» TASK DIRECTIONS
Sift the material for lines containing "compiled", and return them.

» DATASET EXCERPTS

//! Defines the `OperationNode` and its input slots, the unit of computation
//! in the exported circuit, plus the `EquationGraph` descriptor for one
//! compiled equation.

use serde::{Deserialize, Serialize};
use smallvec::SmallVec;

use super::ops::FunctionKind;

/// One input channel of a node.
///
/// A slot either carries a fixed numeric value (the unconnected state,
/// default `1.0`) or a non-empty ordered list of source node names whose
/// outputs feed the channel. The external runtime treats a multi-source
/// list as a summed channel.
#[derive(Debug, Clone, PartialEq, Serialize, Deserialize)]
pub enum InputSlot {
    Fixed(f64),
    Sources(SmallVec<[String; 2]>),
}

impl Default for InputSlot {
    fn default() -> Self {
        InputSlot::Fixed(1.0)
    }
}

impl InputSlot {
    pub fn fixed(value: f64) -> Self {
        InputSlot::Fixed(value)
    }

    pub fn source(name: impl Into<String>) -> Self {
        InputSlot::Sources(SmallVec::from_iter([name.into()]))
    }

    /// The source names feeding this slot; empty for a fixed slot.
    pub fn sources(&self) -> &[String] {
        match self {
            InputSlot::Fixed(_) => &[],
            InputSlot::Sources(list) => list,
        }
    }

    pub fn fixed_value(&self) -> Option<f64> {
        match self {
            InputSlot::Fixed(v) => Some(*v),
            InputSlot::Sources(_) => None,
        }
    }

    /// Wires another source into the slot. A fixed slot becomes a
    /// single-source list; an already-sourced slot appends.
    pub(crate) fn attach(&mut self, name: String) {
        match self {
            InputSlot::Fixed(_) => *self = InputSlot::source(name),
            InputSlot::Sources(list) => list.push(name),
        }
    }

    /// Unwires one occurrence of `name`. Returns false if the slot is fixed
    /// or does not reference `name`. A slot whose last source is removed
    /// reverts to the unconnected default.
    pub(crate) fn detach(&mut self, name: &str) -> bool {
        let InputSlot::Sources(list) = self else {
            return false;
        };
        let Some(pos) = list.iter().position(|s| s == name) else {
            return false;
        };
        list.remove(pos);
        if list.is_empty() {
            *self = InputSlot::default();
        }
        true
    }

    /// Drops every reference for which `dead` returns true, reverting to the
    /// default if the slot empties. Used by cascade-clear on removal.
    pub(crate) fn purge(&mut self, dead: &dyn Fn(&str) -> bool) {
        if let InputSlot::Sources(list) = self {
            list.retain(|s| !dead(s));
            if list.is_empty() {
                *self = InputSlot::default();
            }
        }
    }
}

/// A single operation in the graph.
#[derive(Debug, Clone, PartialEq, Serialize, Deserialize)]
pub struct OperationNode {
    /// Globally unique within the owning store, stable for the node's life.
    pub name: String,
    pub function: FunctionKind,
    pub input_a: InputSlot,
    pub input_b: InputSlot,
    /// Layout hint only: the exporter gives the node a reserved position
    /// with an adjacent text label. Never affects graph semantics.
    pub separate: bool,
}

impl OperationNode {
    /// A node with both channels in the unconnected default state.
    pub fn new(name: impl Into<String>, function: FunctionKind) -> Self {
        Self::with_inputs(name, function, InputSlot::default(), InputSlot::default())
    }

    pub fn with_inputs(
        name: impl Into<String>,
        function: FunctionKind,
        input_a: InputSlot,
        input_b: InputSlot,
    ) -> Self {
        Self {
            name: name.into(),
            function,
            input_a,
            input_b,
            separate: false,
        }
    }

    /// Every node name referenced by either input slot.
    pub fn references(&self) -> impl Iterator<Item = &str> {
        self.input_a
            .sources()
            .iter()
            .chain(self.input_b.sources())
            .map(String::as_str)
    }
}

/// The descriptor for one compiled equation.
///
/// The owning store holds every `OperationNode` exactly once in its flat
/// namespace; the equation lists its members by name.
#[derive(Debug, Clone, PartialEq, Serialize, Deserialize)]
pub struct EquationGraph {
    /// Unique equation id (`EQN1`, `EQN2`, ...), stable across re-edits.
    pub id: String,
    /// The original source string, retained for display and re-edit.
    pub equation_text: String,
    /// Variable passthrough node names in first-occurrence order. External
    /// callers bind wires by positional index into this sequence; the names
    /// themselves are regenerated on re-edit.
    pub variable_names: Vec<String>,
    /// The terminal node carrying the equation's result.
    pub output_node_name: String,
    /// Every node synthesized for this equation, including the variable
    /// passthroughs and the output node.
    pub node_names: Vec<String>,
}
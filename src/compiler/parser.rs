//! Shunting-yard conversion from infix tokens to postfix (reverse-Polish)
//! order.
//!
//! Operators follow the fixed precedence table in [`crate::graph::ops`];
//! `^` is right-associative, everything else is left-associative. Function
//! names are pushed as highest-priority containers and re-attached when
//! their closing `)` completes. Mismatched parentheses raise a structured
//! error rather than popping an empty stack.

use super::ParseError;
use crate::graph::ops;

/// Converts a token stream to postfix order.
pub fn to_postfix(tokens: &[String]) -> Result<Vec<String>, ParseError> {
    let mut output: Vec<String> = Vec::with_capacity(tokens.len());
    let mut stack: Vec<&str> = Vec::new();

    for token in tokens {
        let token = token.as_str();
        if let Some(prec) = ops::precedence(token) {
            while let Some(&top) = stack.last() {
                let Some(top_prec) = ops::precedence(top) else {
                    break;
                };
                let pops = top_prec > prec
                    || (top_prec == prec && !ops::is_right_associative(token));
                if !pops {
                    break;
                }
                output.push(top.to_string());
                stack.pop();
            }
            stack.push(token);
        } else if ops::is_function(token) {
            stack.push(token);
        } else if token == "," {
            // Drain the current argument; the `(` stays for the closing `)`.
            while let Some(&top) = stack.last() {
                if top == "(" {
                    break;
                }
                output.push(top.to_string());
                stack.pop();
            }
            if stack.is_empty() {
                return Err(ParseError::UnbalancedParenthesis);
            }
        } else if token == "(" {
            stack.push(token);
        } else if token == ")" {
            loop {
                match stack.pop() {
                    Some("(") => break,
                    Some(top) => output.push(top.to_string()),
                    None => return Err(ParseError::UnbalancedParenthesis),
                }
            }
            // A function name left on top belongs to the group just closed.
            if let Some(&top) = stack.last() {
                if ops::is_function(top) {
                    output.push(top.to_string());
                    stack.pop();
                }
            }
        } else {
            output.push(token.to_string());
        }
    }

    while let Some(top) = stack.pop() {
        if top == "(" {
            return Err(ParseError::UnbalancedParenthesis);
        }
        output.push(top.to_string());
    }

    Ok(output)
}

#[cfg(test)]
mod tests {
    use super::*;
    use crate::compiler::lexer;
    use rstest::rstest;

    fn postfix(equation: &str) -> Vec<String> {
        let tokens = lexer::tokenize(equation).expect("tokenize failed");
        to_postfix(&tokens).expect("parse failed")
    }

    #[rstest]
    #[case("2 + 3 * 4", &["2", "3", "4", "*", "+"])]
    #[case("2 * 3 + 4", &["2", "3", "*", "4", "+"])]
    #[case("2 ^ 3 ^ 2", &["2", "3", "2", "^", "^"])]
    #[case("2 - 3 - 4", &["2", "3", "-", "4", "-"])]
    #[case("2 + 3 > 4", &["2", "3", "+", "4", ">"])]
    #[case("( 2 + 3 ) * 4", &["2", "3", "+", "4", "*"])]
    #[case("8 % 3 / 2", &["8", "3", "%", "2", "/"])]
    fn test_precedence_and_associativity(#[case] input: &str, #[case] expected: &[&str]) {
        assert_eq!(postfix(input), expected);
    }

    #[test]
    fn test_function_call_attaches_after_its_arguments() {
        assert_eq!(postfix("SQRT ( 2 + 3 )"), ["2", "3", "+", "SQRT"]);
        assert_eq!(postfix("dSIN ( x )"), ["x", "dSIN"]);
    }

    #[test]
    fn test_binary_function_with_comma() {
        assert_eq!(postfix("MIN ( 2 + 3 , x )"), ["2", "3", "+", "x", "MIN"]);
        assert_eq!(postfix("MAX ( x , MIN ( y , 2 ) )"), ["x", "y", "2", "MIN", "MAX"]);
    }

    #[test]
    fn test_implicit_multiplication_feeds_the_parser() {
        assert_eq!(postfix("2 ( 3 + 4 )"), ["2", "3", "4", "+", "*"]);
    }

    #[rstest]
    #[case("2 + 3 )")]
    #[case("( 2 + 3")]
    #[case("MIN ( 2")]
    #[case("2 , 3")]
    fn test_mismatched_parentheses(#[case] input: &str) {
        let tokens = lexer::tokenize(input).expect("tokenize failed");
        assert_eq!(to_postfix(&tokens), Err(ParseError::UnbalancedParenthesis));
    }
}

» SOLUTION TO THE PROBLEM
//! compiled equation.
/// The descriptor for one compiled equation.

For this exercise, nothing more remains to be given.